First published in Singletrack Magazine issue 99
Firstly, let’s talk about wibbly chainrings, as no conversation about Rotor will avoid it. Elliptical, or oval, chainrings are designed to even out the power output of that high torque, low-rev powerhouse that you run. While you may think that your pedalling action is that of a perfectly balanced washing machine on spin cycle, in reality, you’re barely doing more than mashing the cranks up and down, twice a second.
Oval chainrings are designed to subtly (and sometimes not so subtly) even out your pedal stroke, so that the strong part of the cycle (the bit where your thighs are extending) has a higher, harder gear than the ‘over the top’ bit where your legs can struggle to keep that power delivery smooth. Rotor has been singing the praises of elliptical chainrings for years. The Rex crank is a one-by chainset that provides a handy pre-packaged single chainring chainset with huge 30mm bottom bracket axle and outboard bearings (in this case, there are press-fit bottom bracket versions too).

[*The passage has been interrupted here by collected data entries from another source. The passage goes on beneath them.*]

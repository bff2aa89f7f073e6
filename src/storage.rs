//! File access for documents and sprite assets.

use std::fs;
use std::io;
use std::path::{Path, PathBuf};

use crate::formats::{parse_document, validate_document, ParseError, SkeleDocument, ValidationIssue};

/// File extensions [`AssetRoot::scan`] treats as sprites.
pub const IMAGE_EXTENSIONS: [&str; 5] = ["png", "jpg", "jpeg", "gif", "webp"];

#[derive(Debug, Clone, PartialEq, Eq)]
pub struct DirEntry {
	/// The listed directory's path joined with the entry name.
	pub path: PathBuf,
	pub is_dir: bool,
}

/// Where documents and assets live.
pub trait Storage {
	fn read_to_string(&self, path: &Path) -> io::Result<String>;
	fn write(&self, path: &Path, contents: &str) -> io::Result<()>;
	fn list_dir(&self, path: &Path) -> io::Result<Vec<DirEntry>>;
}

/// [`Storage`] on the local file system. Relative paths are resolved against `base`.
#[derive(Debug, Clone)]
pub struct FsStorage {
	base: PathBuf,
}

impl FsStorage {
	pub fn new(base: impl Into<PathBuf>) -> Self {
		Self { base: base.into() }
	}

	fn resolve(&self, path: &Path) -> PathBuf {
		self.base.join(path)
	}
}

impl Storage for FsStorage {
	fn read_to_string(&self, path: &Path) -> io::Result<String> {
		fs::read_to_string(self.resolve(path))
	}

	fn write(&self, path: &Path, contents: &str) -> io::Result<()> {
		let full = self.resolve(path);
		if let Some(dir) = full.parent() {
			fs::create_dir_all(dir)?;
		}
		fs::write(full, contents)
	}

	fn list_dir(&self, path: &Path) -> io::Result<Vec<DirEntry>> {
		let mut entries = Vec::new();
		for entry in fs::read_dir(self.resolve(path))? {
			let entry = entry?;
			entries.push(DirEntry {
				path: path.join(entry.file_name()),
				is_dir: entry.file_type()?.is_dir(),
			});
		}
		Ok(entries)
	}
}

#[derive(Debug, thiserror::Error)]
pub enum StorageError {
	#[error(transparent)]
	Io(#[from] io::Error),
	#[error(transparent)]
	Parse(#[from] ParseError),
	#[error("Document failed validation with {} issue(s)", .0.len())]
	Invalid(Vec<ValidationIssue>),
}

pub fn load_document(storage: &impl Storage, path: &Path) -> Result<SkeleDocument, StorageError> {
	let text = storage.read_to_string(path)?;
	let doc = parse_document(&text)?;
	tracing::debug!("Loaded document {}", path.display());
	Ok(doc)
}

/// Writes `doc` unless it fails validation, in which case storage is left untouched.
pub fn save_document(storage: &impl Storage, path: &Path, doc: &SkeleDocument) -> Result<(), StorageError> {
	let val = doc.to_json();
	if let Err(issues) = validate_document(&val) {
		for issue in &issues {
			tracing::warn!("Not saving {}: {issue}", path.display());
		}
		return Err(StorageError::Invalid(issues));
	}

	storage.write(path, &json::stringify_pretty(val, 2))?;
	tracing::debug!("Saved document {}", path.display());
	Ok(())
}

/// A directory of sprites addressed by URIs like `sprite:arm/upper`.
#[derive(Debug, Clone)]
pub struct AssetRoot {
	pub scheme: String,
	pub dir: PathBuf,
}

impl AssetRoot {
	pub fn new(scheme: impl Into<String>, dir: impl Into<PathBuf>) -> Self {
		Self {
			scheme: scheme.into(),
			dir: dir.into(),
		}
	}

	/// URI of the file at `path`, relative to this root and without extension.
	///
	/// `None` if `path` is not below the root.
	pub fn uri_for(&self, path: &Path) -> Option<String> {
		let rel = path.strip_prefix(&self.dir).ok()?.with_extension("");
		let parts = rel
			.components()
			.map(|part| part.as_os_str().to_string_lossy())
			.collect::<Vec<_>>();
		if parts.is_empty() {
			return None;
		}
		Some(format!("{}:{}", self.scheme, parts.join("/")))
	}

	/// Sorted URIs of every image below the root.
	///
	/// Directories that cannot be listed are logged and skipped.
	pub fn scan(&self, storage: &impl Storage) -> Vec<String> {
		let mut uris = Vec::new();
		let mut pending = vec![self.dir.clone()];

		while let Some(dir) = pending.pop() {
			let entries = match storage.list_dir(&dir) {
				Ok(entries) => entries,
				Err(err) => {
					tracing::error!("Could not list assets in {}: {err}", dir.display());
					continue;
				}
			};

			for entry in entries {
				if entry.is_dir {
					pending.push(entry.path);
				} else if is_image(&entry.path) {
					uris.extend(self.uri_for(&entry.path));
				}
			}
		}

		uris.sort();
		uris
	}
}

fn is_image(path: &Path) -> bool {
	path.extension()
		.and_then(|ext| ext.to_str())
		.is_some_and(|ext| IMAGE_EXTENSIONS.iter().any(|known| ext.eq_ignore_ascii_case(known)))
}

#[cfg(test)]
mod tests {
	use std::cell::RefCell;
	use std::collections::BTreeMap;

	use crate::formats::SkeleData;

	use super::*;

	/// Files by path; directories are implied by their contents.
	#[derive(Default)]
	struct MemStorage {
		files: RefCell<BTreeMap<PathBuf, String>>,
		writes: RefCell<usize>,
		broken: Vec<PathBuf>,
	}

	impl MemStorage {
		fn with_files(paths: &[&str]) -> Self {
			let storage = Self::default();
			for path in paths {
				storage.files.borrow_mut().insert(PathBuf::from(path), String::new());
			}
			storage
		}
	}

	impl Storage for MemStorage {
		fn read_to_string(&self, path: &Path) -> io::Result<String> {
			self.files
				.borrow()
				.get(path)
				.cloned()
				.ok_or_else(|| io::Error::from(io::ErrorKind::NotFound))
		}

		fn write(&self, path: &Path, contents: &str) -> io::Result<()> {
			*self.writes.borrow_mut() += 1;
			self.files.borrow_mut().insert(path.to_owned(), contents.to_owned());
			Ok(())
		}

		fn list_dir(&self, path: &Path) -> io::Result<Vec<DirEntry>> {
			if self.broken.iter().any(|broken| broken == path) {
				return Err(io::Error::from(io::ErrorKind::PermissionDenied));
			}

			let mut entries = Vec::<DirEntry>::new();
			for file in self.files.borrow().keys() {
				let Ok(rel) = file.strip_prefix(path) else {
					continue;
				};
				let mut parts = rel.components();
				let Some(first) = parts.next() else {
					continue;
				};
				let entry = DirEntry {
					path: path.join(first),
					is_dir: parts.next().is_some(),
				};
				if !entries.contains(&entry) {
					entries.push(entry);
				}
			}

			if entries.is_empty() {
				return Err(io::Error::from(io::ErrorKind::NotFound));
			}
			Ok(entries)
		}
	}

	#[test]
	fn test_save_and_load() {
		let storage = MemStorage::default();
		let path = Path::new("rigs/arm.json");
		let doc = SkeleDocument::new(SkeleData {
			children: vec![SkeleData {
				id: Some("leaf".to_owned()),
				mag: 0.3,
				..Default::default()
			}],
			..Default::default()
		})
		.with_name("arm");

		save_document(&storage, path, &doc).unwrap();
		assert_eq!(*storage.writes.borrow(), 1);
		assert_eq!(load_document(&storage, path).unwrap(), doc);
	}

	#[test]
	fn test_save_normalizes_root_pose() {
		let storage = MemStorage::default();
		let path = Path::new("posed.json");
		storage
			.write(path, r#"{ "skele": { "angle": 45, "mag": 2, "children": [{ "angle": 10, "mag": 3 }] } }"#)
			.unwrap();

		let doc = load_document(&storage, path).unwrap();
		assert_eq!((doc.skele.angle, doc.skele.mag), (45., 2.));
		save_document(&storage, path, &doc).unwrap();

		let saved = json::parse(&storage.read_to_string(path).unwrap()).unwrap();
		assert_eq!(saved["skele"]["angle"], 0);
		assert_eq!(saved["skele"]["mag"], 1);
		assert_eq!(saved["skele"]["children"][0]["angle"], 10);
		assert_eq!(saved["skele"]["children"][0]["mag"], 3);
	}

	#[test]
	fn test_invalid_document_is_not_written() {
		let storage = MemStorage::default();
		let doc = SkeleDocument::new(SkeleData {
			children: vec![SkeleData {
				mag: f32::NAN,
				..Default::default()
			}],
			..Default::default()
		});

		let issues = match save_document(&storage, Path::new("bad.json"), &doc) {
			Err(StorageError::Invalid(issues)) => issues,
			other => panic!("expected validation failure, got {other:?}"),
		};
		assert_eq!(issues[0].path, "skele.children[0].mag");
		assert_eq!(*storage.writes.borrow(), 0);
		assert!(storage.files.borrow().is_empty());
	}

	#[test]
	fn test_load_errors() {
		let storage = MemStorage::default();
		assert!(matches!(
			load_document(&storage, Path::new("missing.json")),
			Err(StorageError::Io(_))
		));

		storage.write(Path::new("list.json"), "[]").unwrap();
		assert!(matches!(
			load_document(&storage, Path::new("list.json")),
			Err(StorageError::Parse(ParseError::NotAnObject))
		));
	}

	#[test]
	fn test_uri_for() {
		let assets = AssetRoot::new("sprite", "assets/sprites");
		assert_eq!(
			assets.uri_for(Path::new("assets/sprites/arm/upper.png")).as_deref(),
			Some("sprite:arm/upper")
		);
		assert_eq!(
			assets.uri_for(Path::new("assets/sprites/head.webp")).as_deref(),
			Some("sprite:head")
		);
		assert_eq!(assets.uri_for(Path::new("elsewhere/head.png")), None);
		assert_eq!(assets.uri_for(Path::new("assets/sprites")), None);
	}

	#[test]
	fn test_scan() {
		let storage = MemStorage::with_files(&[
			"gfx/body.png",
			"gfx/arm/upper.PNG",
			"gfx/arm/lower.jpeg",
			"gfx/arm/notes.txt",
			"gfx/fx/spark.gif",
			"other/face.png",
		]);
		let assets = AssetRoot::new("gfx", "gfx");
		assert_eq!(
			assets.scan(&storage),
			["gfx:arm/lower", "gfx:arm/upper", "gfx:body", "gfx:fx/spark"]
		);
	}

	#[test]
	fn test_scan_degrades() {
		let mut storage = MemStorage::with_files(&["gfx/body.png", "gfx/arm/upper.png"]);
		storage.broken.push(PathBuf::from("gfx/arm"));
		assert_eq!(AssetRoot::new("gfx", "gfx").scan(&storage), ["gfx:body"]);

		assert!(AssetRoot::new("gfx", "missing").scan(&storage).is_empty());
	}
}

Installation was simple enough (removal is another matter, but we’ll get to that) and I was soon off on a ride and waiting for the weirdness to kick in. You can definitely feel the effect, but the initial sense of ‘this is different’ disappears after, or even before, the end of your first ride on them. This is then replaced by something very different; the regular changing of the gear size is not felt as a stiffening and relaxing of the effort, as I thought it would be, but instead there’s a much quieter, calmer sensation. The pedal stroke is suddenly far more even-feeling and instead of getting a binary big gear/small gear feeling, instead I could see how choppy and up/down my regular pedalling motion was compared to with this oval ring. While it’s easy to imagine a smoother power output at the tyre, I couldn’t measure that – but I could really feel that there was no longer an easy and hard part of each pedal stroke: just a single smooth flat line.
That’s the mechanics of the pedalling. The mechanics of the cranks are also interesting and it’s very obvious that Rotor is a company run by bronzed cyclists who care about getting the miles in and saving weight on their bikes. The cranks are a very impressively low weight, although this is achieved at the expense of a little ease of maintenance – removing the cranks means much faff swapping bolts and washers around, and though it’s not something you’re going to do regularly, it’s a right pain.
The chainring, meanwhile, is bespoke. Although four chainring bolts hold it on, the bolt pattern is proprietary – which makes it impossible to install the chainring in the wrong orientation, as well as making it harder for aftermarket firms to knock up replacement rings. Saying that though, this ring I have seems to be lasting well and, when clean, the cranks look great and are still running smoothly despite my usual lack of aftercare.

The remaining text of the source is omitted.